[Source records]

*****

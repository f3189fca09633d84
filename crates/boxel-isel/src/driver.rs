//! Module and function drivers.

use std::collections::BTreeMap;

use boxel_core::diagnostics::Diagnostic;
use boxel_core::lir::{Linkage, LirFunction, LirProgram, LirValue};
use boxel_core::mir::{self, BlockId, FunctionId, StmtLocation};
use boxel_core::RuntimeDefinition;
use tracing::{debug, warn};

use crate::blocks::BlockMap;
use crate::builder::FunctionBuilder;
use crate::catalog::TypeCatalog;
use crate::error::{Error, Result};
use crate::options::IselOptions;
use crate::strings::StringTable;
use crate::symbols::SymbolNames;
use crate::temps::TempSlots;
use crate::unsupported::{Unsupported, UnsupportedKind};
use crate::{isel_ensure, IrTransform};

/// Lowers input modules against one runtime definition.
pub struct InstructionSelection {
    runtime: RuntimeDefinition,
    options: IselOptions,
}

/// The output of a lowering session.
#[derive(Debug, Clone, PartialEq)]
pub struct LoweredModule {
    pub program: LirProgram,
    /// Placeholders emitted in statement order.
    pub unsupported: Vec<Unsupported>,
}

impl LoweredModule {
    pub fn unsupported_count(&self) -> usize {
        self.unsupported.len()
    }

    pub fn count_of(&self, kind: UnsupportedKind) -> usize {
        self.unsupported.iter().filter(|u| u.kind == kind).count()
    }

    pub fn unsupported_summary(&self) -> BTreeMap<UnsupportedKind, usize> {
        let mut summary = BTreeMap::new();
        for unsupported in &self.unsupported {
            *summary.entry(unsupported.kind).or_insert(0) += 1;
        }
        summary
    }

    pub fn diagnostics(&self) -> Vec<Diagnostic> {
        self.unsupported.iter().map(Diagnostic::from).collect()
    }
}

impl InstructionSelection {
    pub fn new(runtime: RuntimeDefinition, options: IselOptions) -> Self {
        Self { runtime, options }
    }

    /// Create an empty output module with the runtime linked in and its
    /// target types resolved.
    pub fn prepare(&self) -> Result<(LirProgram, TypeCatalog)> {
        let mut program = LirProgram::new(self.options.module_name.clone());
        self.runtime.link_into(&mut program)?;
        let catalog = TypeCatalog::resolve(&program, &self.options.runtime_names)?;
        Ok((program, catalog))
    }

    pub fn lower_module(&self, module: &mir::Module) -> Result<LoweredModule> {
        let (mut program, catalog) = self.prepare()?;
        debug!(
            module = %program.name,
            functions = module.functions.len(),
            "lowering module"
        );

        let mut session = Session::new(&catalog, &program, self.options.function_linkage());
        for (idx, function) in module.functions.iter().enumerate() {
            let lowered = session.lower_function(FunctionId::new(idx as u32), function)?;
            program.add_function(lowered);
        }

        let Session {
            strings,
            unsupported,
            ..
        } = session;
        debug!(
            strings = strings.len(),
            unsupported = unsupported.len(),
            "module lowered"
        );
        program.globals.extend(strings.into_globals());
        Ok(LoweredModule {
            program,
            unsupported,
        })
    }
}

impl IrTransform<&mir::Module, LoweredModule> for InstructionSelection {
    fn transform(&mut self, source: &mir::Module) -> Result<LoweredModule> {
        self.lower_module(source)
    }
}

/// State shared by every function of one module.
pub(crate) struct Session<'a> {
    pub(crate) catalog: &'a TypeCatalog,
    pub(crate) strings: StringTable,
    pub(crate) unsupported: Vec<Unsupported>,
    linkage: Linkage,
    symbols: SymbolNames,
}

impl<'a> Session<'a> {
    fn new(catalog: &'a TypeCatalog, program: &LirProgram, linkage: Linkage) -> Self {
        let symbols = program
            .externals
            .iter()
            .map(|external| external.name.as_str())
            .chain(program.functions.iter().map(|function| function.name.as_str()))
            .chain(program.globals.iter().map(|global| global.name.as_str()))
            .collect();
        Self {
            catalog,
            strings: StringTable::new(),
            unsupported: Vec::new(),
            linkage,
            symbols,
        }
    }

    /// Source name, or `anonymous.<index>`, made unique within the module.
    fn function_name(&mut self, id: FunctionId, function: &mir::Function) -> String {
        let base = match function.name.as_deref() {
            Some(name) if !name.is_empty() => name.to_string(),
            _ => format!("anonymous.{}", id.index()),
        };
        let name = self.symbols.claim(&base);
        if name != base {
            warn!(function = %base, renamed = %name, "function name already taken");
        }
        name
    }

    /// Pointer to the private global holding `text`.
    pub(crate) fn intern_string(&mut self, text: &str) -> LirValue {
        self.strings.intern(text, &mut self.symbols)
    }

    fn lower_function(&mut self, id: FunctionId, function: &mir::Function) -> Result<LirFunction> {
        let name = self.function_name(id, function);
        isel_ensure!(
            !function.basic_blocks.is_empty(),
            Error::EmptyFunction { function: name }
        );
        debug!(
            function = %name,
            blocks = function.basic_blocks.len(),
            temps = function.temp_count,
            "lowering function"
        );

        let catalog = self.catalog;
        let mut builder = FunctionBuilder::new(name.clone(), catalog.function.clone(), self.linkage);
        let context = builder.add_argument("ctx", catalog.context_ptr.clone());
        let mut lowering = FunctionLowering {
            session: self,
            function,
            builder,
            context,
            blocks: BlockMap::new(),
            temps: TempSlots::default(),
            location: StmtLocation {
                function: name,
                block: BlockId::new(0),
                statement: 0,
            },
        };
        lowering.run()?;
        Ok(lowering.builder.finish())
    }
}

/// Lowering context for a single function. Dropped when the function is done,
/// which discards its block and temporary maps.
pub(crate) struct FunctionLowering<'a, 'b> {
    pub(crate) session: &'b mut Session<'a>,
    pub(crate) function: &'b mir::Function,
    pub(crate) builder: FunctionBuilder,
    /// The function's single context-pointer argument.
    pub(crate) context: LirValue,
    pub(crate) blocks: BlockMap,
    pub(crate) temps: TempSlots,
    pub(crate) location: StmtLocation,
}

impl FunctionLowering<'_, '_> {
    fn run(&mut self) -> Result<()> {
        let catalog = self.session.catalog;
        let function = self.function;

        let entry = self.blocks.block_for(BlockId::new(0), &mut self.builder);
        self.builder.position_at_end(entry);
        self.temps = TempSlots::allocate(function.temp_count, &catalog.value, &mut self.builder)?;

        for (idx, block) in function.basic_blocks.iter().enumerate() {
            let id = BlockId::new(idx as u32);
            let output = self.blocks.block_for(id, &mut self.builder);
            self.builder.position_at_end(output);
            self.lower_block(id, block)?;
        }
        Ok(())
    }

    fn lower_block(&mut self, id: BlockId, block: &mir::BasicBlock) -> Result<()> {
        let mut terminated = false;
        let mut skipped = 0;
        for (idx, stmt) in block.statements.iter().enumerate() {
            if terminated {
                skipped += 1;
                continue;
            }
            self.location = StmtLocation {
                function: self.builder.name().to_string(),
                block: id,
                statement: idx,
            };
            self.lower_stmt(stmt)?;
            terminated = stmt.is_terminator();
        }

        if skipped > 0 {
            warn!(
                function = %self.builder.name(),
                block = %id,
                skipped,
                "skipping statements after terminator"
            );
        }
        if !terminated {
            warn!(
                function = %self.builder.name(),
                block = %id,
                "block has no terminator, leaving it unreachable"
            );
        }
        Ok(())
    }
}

*****

--- What this task involves ---
Show the lines above that include "FunctionLowering".

--- Solved problem ---
        let mut lowering = FunctionLowering {
pub(crate) struct FunctionLowering<'a, 'b> {
impl FunctionLowering<'_, '_> {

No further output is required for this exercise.